One day in Chikamaglur
A king’s ransom, as impressive as it might be, can never measure up to a princess’ dowry, especially when the dowry is a gem nestled in the Western Ghats like Chikmagalur is. Chikmagalur gets its name from Chikka-maga-luru or Younger Daughter’s Village, the younger daughter being Rukmagada Raya’s younger princess who received this poem of a locale as her dowry. Just as the straight highway gives into the winds and turns of Chikmagalur’s roads, the smell of coffee rushes to greet you with a warm, warm hug. We all took one of those synchronised deep breaths and grinned at each other as we exhaled - ah coffee! Like the millions before us did and the millions after us will, that first deep breath taken by every coffee-loving soul to set foot in Chikmagalur, is an unconscious sign of obeisance to Baba Budan, the Sufi saint who introduced coffee for the first time in India.
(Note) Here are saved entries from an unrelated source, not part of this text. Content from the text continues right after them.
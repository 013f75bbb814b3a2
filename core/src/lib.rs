//! Phosphor Scope
//!
//! Oscilloscope-music renderer: turns a live or file-sourced audio signal
//! into a simulated CRT oscilloscope image and exports it as video.
//!
//! # Features
//!
//! - Audio loading (WAV, MP3, FLAC, AAC) via Symphonia
//! - Lock-free sample bus from the real-time callback to background workers
//! - Band-limited resampling into beam points
//! - GPU CRT simulation via wgpu: phosphor fade, Gaussian beam, bloom
//! - Video export through an external ffmpeg with tested encoder selection

pub mod audio;
pub mod config;
pub mod export;
pub mod gpu;
pub mod video;
pub mod worker;

// Re-export commonly used types
pub use audio::{load_audio, AudioData, BeamFrame, BeamPoint, SampleBus};
pub use config::{AppConfig, ConfigError, RecordingSettings};
pub use export::{
    ExportError, ExportHandle, ExportOutcome, ExportPhase, ExportRequest, ExportSession,
    FfmpegToolchain, FramePlan, LiveRecording,
};
pub use gpu::{
    Compositor, CompositorConfig, GpuContext, RenderClient, RenderParameters, RenderThread,
    SharedRenderParameters,
};
pub use video::{EncoderProcess, EncoderSelector, VideoCodec};
pub use worker::{BeamShaper, WorkerManager};
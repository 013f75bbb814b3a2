//! User-facing settings, loaded from and saved to JSON.

use std::fs;
use std::ops::RangeInclusive;
use std::path::{Path, PathBuf};

use serde::{Deserialize, Serialize};
use thiserror::Error;

use crate::gpu::{CompositorConfig, RenderParameters};
use crate::video::{crf_for_quality, hardware_quality, BitrateHeuristic, CompressionPreset, VideoCodec};

pub const FRAME_RATE_RANGE: RangeInclusive<f64> = 10.0..=240.0;
pub const RESOLUTION_RANGE: RangeInclusive<u32> = 128..=4096;

/// Rejected settings.
#[derive(Error, Debug)]
pub enum ConfigError {
    #[error("frame rate {0} is outside {min}..={max}", min = FRAME_RATE_RANGE.start(), max = FRAME_RATE_RANGE.end())]
    FrameRate(f64),

    #[error("resolution {0} is outside {min}..={max}", min = RESOLUTION_RANGE.start(), max = RESOLUTION_RANGE.end())]
    Resolution(u32),

    #[error("quality {0} is outside 0..=1")]
    Quality(f64),

    #[error("unknown compression preset: {0}")]
    Preset(String),

    #[error("failed to read or write config: {0}")]
    Io(#[from] std::io::Error),

    #[error("invalid config JSON: {0}")]
    Json(#[from] serde_json::Error),
}

/// How recordings and exports are encoded.
#[derive(Debug, Clone, PartialEq, Serialize, Deserialize)]
#[serde(default)]
pub struct RecordingSettings {
    pub codec: VideoCodec,
    /// 0 (smallest) to 1 (best).
    pub quality: f64,
    pub lossless: bool,
    /// Encoder speed preset name, e.g. `fast`.
    pub compression_preset: String,
    /// Square frame edge in pixels.
    pub resolution: u32,
    pub frame_rate: f64,
    /// Mux an audio track into the output.
    pub record_audio: bool,
    /// Constants for encoders that need a target bitrate.
    pub bitrate: BitrateHeuristic,
    /// Give constant-quality capable hardware encoders (VideoToolbox on
    /// Apple silicon) [`RecordingSettings::hardware_quality`] instead of a
    /// bitrate. Off by default since older hardware rejects it.
    pub constant_quality: bool,
}

impl Default for RecordingSettings {
    fn default() -> Self {
        Self {
            codec: VideoCodec::H264,
            quality: 0.7,
            lossless: false,
            compression_preset: CompressionPreset::default().to_string(),
            resolution: 1024,
            frame_rate: 60.0,
            record_audio: true,
            bitrate: BitrateHeuristic::default(),
            constant_quality: false,
        }
    }
}

impl RecordingSettings {
    pub fn validate(&self) -> Result<(), ConfigError> {
        if !FRAME_RATE_RANGE.contains(&self.frame_rate) {
            return Err(ConfigError::FrameRate(self.frame_rate));
        }
        if !RESOLUTION_RANGE.contains(&self.resolution) {
            return Err(ConfigError::Resolution(self.resolution));
        }
        if !(0.0..=1.0).contains(&self.quality) {
            return Err(ConfigError::Quality(self.quality));
        }
        self.preset()?;
        Ok(())
    }

    pub fn preset(&self) -> Result<CompressionPreset, ConfigError> {
        self.compression_preset
            .parse()
            .map_err(|_| ConfigError::Preset(self.compression_preset.clone()))
    }

    pub fn crf(&self) -> u32 {
        crf_for_quality(self.quality, self.lossless)
    }

    /// 0..100 quality for encoders that take one instead of a CRF.
    pub fn hardware_quality(&self) -> u32 {
        hardware_quality(self.quality, self.lossless)
    }

    /// The quality target handed to the encoder, if constant quality is on.
    pub fn quality_target(&self) -> Option<u32> {
        self.constant_quality.then(|| self.hardware_quality())
    }

    /// Container extension for the chosen codec.
    pub fn extension(&self) -> &'static str {
        self.codec.extension()
    }
}

/// Top-level application settings.
#[derive(Debug, Clone, PartialEq, Serialize, Deserialize)]
#[serde(default)]
pub struct AppConfig {
    /// ffmpeg executable; a bare name is looked up on `PATH`.
    pub ffmpeg_path: PathBuf,
    pub render: RenderParameters,
    pub recording: RecordingSettings,
    pub compositor: CompositorConfig,
}

impl Default for AppConfig {
    fn default() -> Self {
        Self {
            ffmpeg_path: PathBuf::from("ffmpeg"),
            render: RenderParameters::default(),
            recording: RecordingSettings::default(),
            compositor: CompositorConfig::default(),
        }
    }
}

impl AppConfig {
    pub fn validate(&self) -> Result<(), ConfigError> {
        self.recording.validate()
    }

    pub fn load(path: &Path) -> Result<Self, ConfigError> {
        let text = fs::read_to_string(path)?;
        let config: AppConfig = serde_json::from_str(&text)?;
        config.validate()?;
        Ok(config)
    }

    pub fn save(&self, path: &Path) -> Result<(), ConfigError> {
        let text = serde_json::to_string_pretty(self)?;
        fs::write(path, text)?;
        Ok(())
    }
}
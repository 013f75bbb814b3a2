//! Owns every background worker and keeps them on one stream configuration.

use std::sync::{Arc, Mutex, MutexGuard, PoisonError};

use arc_swap::ArcSwap;

use crate::audio::bus::SampleBus;

use super::worker::{BackgroundWorker, StreamConfig, TaskFactory, WorkerStats};
use super::WorkerError;

/// Identifies a worker within its manager.
#[derive(Debug, Clone, Copy, PartialEq, Eq, Hash)]
pub struct WorkerId(u64);

struct Workers {
    entries: Vec<(WorkerId, BackgroundWorker)>,
    next_id: u64,
    running: bool,
}

/// Coordinates background workers reading one sample bus.
///
/// All workers always run against the same `Arc<StreamConfig>`: a
/// configuration change stops every worker, swaps the config, then starts
/// them again, so no worker ever mixes old and new settings.
pub struct WorkerManager {
    bus: SampleBus,
    config: ArcSwap<StreamConfig>,
    workers: Mutex<Workers>,
}

impl WorkerManager {
    pub fn new(bus: SampleBus, config: StreamConfig) -> Self {
        Self {
            bus,
            config: ArcSwap::from_pointee(config),
            workers: Mutex::new(Workers {
                entries: Vec::new(),
                next_id: 0,
                running: false,
            }),
        }
    }

    fn lock(&self) -> MutexGuard<'_, Workers> {
        self.workers.lock().unwrap_or_else(PoisonError::into_inner)
    }

    pub fn config(&self) -> Arc<StreamConfig> {
        self.config.load_full()
    }

    /// Add a worker. It starts immediately if the manager is running.
    pub fn add_worker(
        &self,
        name: impl Into<String>,
        factory: TaskFactory,
    ) -> Result<WorkerId, WorkerError> {
        let mut workers = self.lock();
        let id = WorkerId(workers.next_id);
        workers.next_id += 1;

        let mut worker = BackgroundWorker::new(name, factory);
        if workers.running {
            worker.start(&self.bus, self.config.load_full())?;
        }
        log::info!("added worker {}", worker.name());
        workers.entries.push((id, worker));
        Ok(id)
    }

    /// Stop and remove a worker. Returns false if the id is unknown.
    pub fn remove_worker(&self, id: WorkerId) -> bool {
        let mut workers = self.lock();
        let Some(index) = workers.entries.iter().position(|(wid, _)| *wid == id) else {
            return false;
        };
        let (_, mut worker) = workers.entries.remove(index);
        worker.stop();
        log::info!("removed worker {}", worker.name());
        true
    }

    /// Start every worker with the current configuration.
    pub fn start(&self) -> Result<(), WorkerError> {
        let mut workers = self.lock();
        workers.running = true;
        let config = self.config.load_full();
        for (_, worker) in workers.entries.iter_mut() {
            worker.start(&self.bus, config.clone())?;
        }
        Ok(())
    }

    /// Stop every worker; they can be started again later.
    pub fn stop(&self) {
        let mut workers = self.lock();
        workers.running = false;
        for (_, worker) in workers.entries.iter_mut() {
            worker.stop();
        }
    }

    /// Apply a new host sample rate and block size to every worker.
    pub fn prepare(&self, sample_rate: f64, block_frames: usize) -> Result<(), WorkerError> {
        let mut workers = self.lock();
        let current = self.config.load_full();
        let next = StreamConfig {
            sample_rate,
            block_frames,
            channels: current.channels,
        };
        if *current == next {
            return Ok(());
        }

        log::info!(
            "re-preparing {} workers: {} Hz / {} frames",
            workers.entries.len(),
            sample_rate,
            block_frames
        );

        for (_, worker) in workers.entries.iter_mut() {
            worker.stop();
        }
        let config = Arc::new(next);
        self.config.store(config.clone());

        if workers.running {
            for (_, worker) in workers.entries.iter_mut() {
                worker.start(&self.bus, config.clone())?;
            }
        }
        Ok(())
    }

    pub fn stats(&self, id: WorkerId) -> Option<WorkerStats> {
        self.lock()
            .entries
            .iter()
            .find(|(wid, _)| *wid == id)
            .map(|(_, worker)| worker.stats())
    }

    pub fn len(&self) -> usize {
        self.lock().entries.len()
    }

    pub fn is_empty(&self) -> bool {
        self.len() == 0
    }
}

impl Drop for WorkerManager {
    fn drop(&mut self) {
        self.stop();
    }
}

#[cfg(test)]
mod tests {
    use super::*;
    use crate::audio::bus::{AudioBlock, BusShape};
    use crate::worker::{WorkerState, WorkerTask};
    use std::sync::atomic::{AtomicU64, Ordering};
    use std::time::{Duration, Instant};

    /// Records the rate it was prepared with and counts prepares in
    /// thousands; panics on a block whose first sample is negative.
    struct Fragile {
        prepared_rate: Arc<AtomicU64>,
        processed: Arc<AtomicU64>,
    }

    impl WorkerTask for Fragile {
        fn prepare(&mut self, config: &StreamConfig) {
            self.prepared_rate
                .store(config.sample_rate as u64, Ordering::Release);
            self.processed.fetch_add(1_000, Ordering::Relaxed);
        }

        fn process(&mut self, block: &AudioBlock) {
            if block.samples()[0] < 0.0 {
                panic!("poisoned block");
            }
            self.processed.fetch_add(1, Ordering::Relaxed);
        }
    }

    fn wait_for(mut condition: impl FnMut() -> bool) -> bool {
        let deadline = Instant::now() + Duration::from_secs(5);
        while Instant::now() < deadline {
            if condition() {
                return true;
            }
            std::thread::sleep(Duration::from_millis(5));
        }
        false
    }

    fn fragile_factory(rate: &Arc<AtomicU64>, processed: &Arc<AtomicU64>) -> TaskFactory {
        let rate = rate.clone();
        let processed = processed.clone();
        Arc::new(move || {
            Box::new(Fragile {
                prepared_rate: rate.clone(),
                processed: processed.clone(),
            })
        })
    }

    #[test]
    fn test_prepare_reconfigures_every_worker() {
        let (bus, _publisher) = SampleBus::new(BusShape::new(2, 64));
        let manager = WorkerManager::new(bus, StreamConfig::default());

        let rates: Vec<_> = (0..3).map(|_| Arc::new(AtomicU64::new(0))).collect();
        let processed = Arc::new(AtomicU64::new(0));
        let ids: Vec<_> = rates
            .iter()
            .enumerate()
            .map(|(i, rate)| {
                manager
                    .add_worker(format!("w{i}"), fragile_factory(rate, &processed))
                    .unwrap()
            })
            .collect();

        manager.start().unwrap();
        assert!(wait_for(|| rates
            .iter()
            .all(|r| r.load(Ordering::Acquire) == 48_000)));

        manager.prepare(96_000.0, 256).unwrap();
        assert_eq!(manager.config().sample_rate, 96_000.0);
        assert!(wait_for(|| rates
            .iter()
            .all(|r| r.load(Ordering::Acquire) == 96_000)));

        for id in ids {
            assert!(wait_for(|| manager.stats(id).unwrap().state == WorkerState::Running));
        }
    }

    #[test]
    fn test_crashed_worker_is_respawned_with_last_config() {
        let shape = BusShape::new(1, 16).with_queue_depth(32);
        let (bus, mut publisher) = SampleBus::new(shape);
        let manager = WorkerManager::new(bus, StreamConfig::default());

        let rate = Arc::new(AtomicU64::new(0));
        let processed = Arc::new(AtomicU64::new(0));
        let id = manager
            .add_worker("fragile", fragile_factory(&rate, &processed))
            .unwrap();
        manager.start().unwrap();
        manager.prepare(44_100.0, 16).unwrap();
        assert!(wait_for(|| manager.stats(id).unwrap().state == WorkerState::Running));

        // One prepare per start: initial start, then the re-prepare.
        assert_eq!(processed.load(Ordering::Relaxed), 2_000);

        publisher.publish(&[-1.0; 16]);
        assert!(wait_for(|| manager.stats(id).unwrap().respawns == 1));

        // The rebuilt task is prepared again with the last configuration.
        assert!(wait_for(|| processed.load(Ordering::Relaxed) == 3_000));
        assert_eq!(rate.load(Ordering::Acquire), 44_100);

        publisher.publish(&[1.0; 16]);
        assert!(wait_for(|| processed.load(Ordering::Relaxed) == 3_001));
        assert_eq!(manager.len(), 1);
    }

    #[test]
    fn test_remove_worker() {
        let (bus, _publisher) = SampleBus::new(BusShape::new(2, 64));
        let manager = WorkerManager::new(bus.clone(), StreamConfig::default());
        let rate = Arc::new(AtomicU64::new(0));
        let processed = Arc::new(AtomicU64::new(0));
        let id = manager
            .add_worker("w", fragile_factory(&rate, &processed))
            .unwrap();
        manager.start().unwrap();
        assert_eq!(bus.stats().consumers, 1);

        assert!(manager.remove_worker(id));
        assert!(!manager.remove_worker(id));
        assert!(manager.is_empty());
        assert_eq!(bus.stats().consumers, 0);
    }
}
Legend has it that, in the 17th century, when coffee was still a guarded secret of the Arabs, the mystic Hazrat Shahi Janab Allah Moghtabi also known as Baba Budan smuggled seven coffee beans in his robes at a detour to Yemen while on a Mecca pilgrimage. It’s on these hills - today known as Baba Budan Giri - coffee first took root and then grew into a vital part of the Indian psyche. Chikmagalur unravels at the pace of a curling mist. The sunrise is a gradual but no less magical curtain-raiser to the rest of the day, where one hill after the next is dappled in light, turning them from the deepest shades of green to emerald. The route to Kemmannagundi is as interesting as trying to spell it. The roads narrow into trails without warning, the trees brushing against the rolled up windows, the flowers so vibrant like someone went berserk with the saturation controls, the air fresh as dew.
The pitstops are magical and unique - some of them accessible only by foot - so be prepared to spend a good while of your day at Kemmannagundi. It’s not for nothing it was the favourite summer home of the Wadiyar King. From the vantage of the Z Point, the world looks like a great place to be and you are in perfect agreement with Louis Armstrong - yes, it is a wonderful world, indeed! The trek to this vantage point varies from thick woods to a hill-side trail. The walk was just about getting a little too creepy with just us two girls on the thickly wooded trail, when a lil doggie decides to join us. She chaperoned us all the way there and back. With just our water bottles and our cameras on us, unfortunately, we had nothing but gratitude to offer her in return for her company.
There are next to no shops around, so considering how much time you’re bound to spend there, carrying food is a good idea. But be nice and be sure not to discard the plastic around and be discreet with your food. There are monkeys around who’d think nothing of coming between you and your grub. The nearby Rock Garden is also worth a looky if flowers and gardening rock your world. They have some really exotic looking flowers here. Done with the high, it was now time for the rush. The Hebbe Falls is elusive as it’s beautiful. You need a jeep to get there, other cars cannot and might not survive the climb. And the 10 km journey could cost well over Rs.500, so you might as well make the trek, if you have the time. The falls that breaks in two tiers - the first a 121 m drop and the second one 60.5 m - culminates in a therapeutic pool with the healing properties of a million herbs. Sounds like something straight out of the myths, doesn’t it? Well, not so much as a temple you need to wade across a pool to reach.
The Kalhatti Falls might not be very impressive but it certainly wins quirk points. The 16th century Shiva Temple nestled between the rocks where white waters rush by, looks like it’s made an appearance through some act of divine intervention. The highest peak in Karnataka is a teeth-on-edge drive where killer scenery and killer sheer drops vie for attention. Half way up the hill and a rather unusual looking temple tower peeped from behind a bend in the road. Legend has it that the Seethalayanna Swamy Temple is dedicated to a half-baked penance, as opposed to the temple dedicated to a complete penance that stands at 6,314 ft. above sea-level.
Yes, there’s a fascinating story in every nook and corner and this one’s about two brothers Seethalayya and Mullayya who set out to meditate in these parts. Halfway through, Seethalayya’s spirit weakened and chose the family way, while Mulayya saw his strict penance through, for which he was bestowed with, literally, the highest honour - a temple at the highest point. And Seethalayya had a temple dedicated to him at exactly half way up the hill. Mulayya’s penance must have really impressed the powers that be, for the view from the top of the peak is magical.
The climb up the steep steps up to the very top of the hill of course made us feel like we’d scaled the entire height of the hill on foot. The adrenaline buzzing in our ears was the only sound we could hear. Mullayyanagiri is where the world comes to be quiet. The wind treads softly here, and thanks to the temple, the tourists are reverentially subdued - a nice, amicable silence made of pristine green hills, soft yellow flowers and a soft kiss of a wind. A silence that’s occasionally speaks up with the “Ding” of the temple bell. A silence, that’s almost the Amen to the prayer in your heart.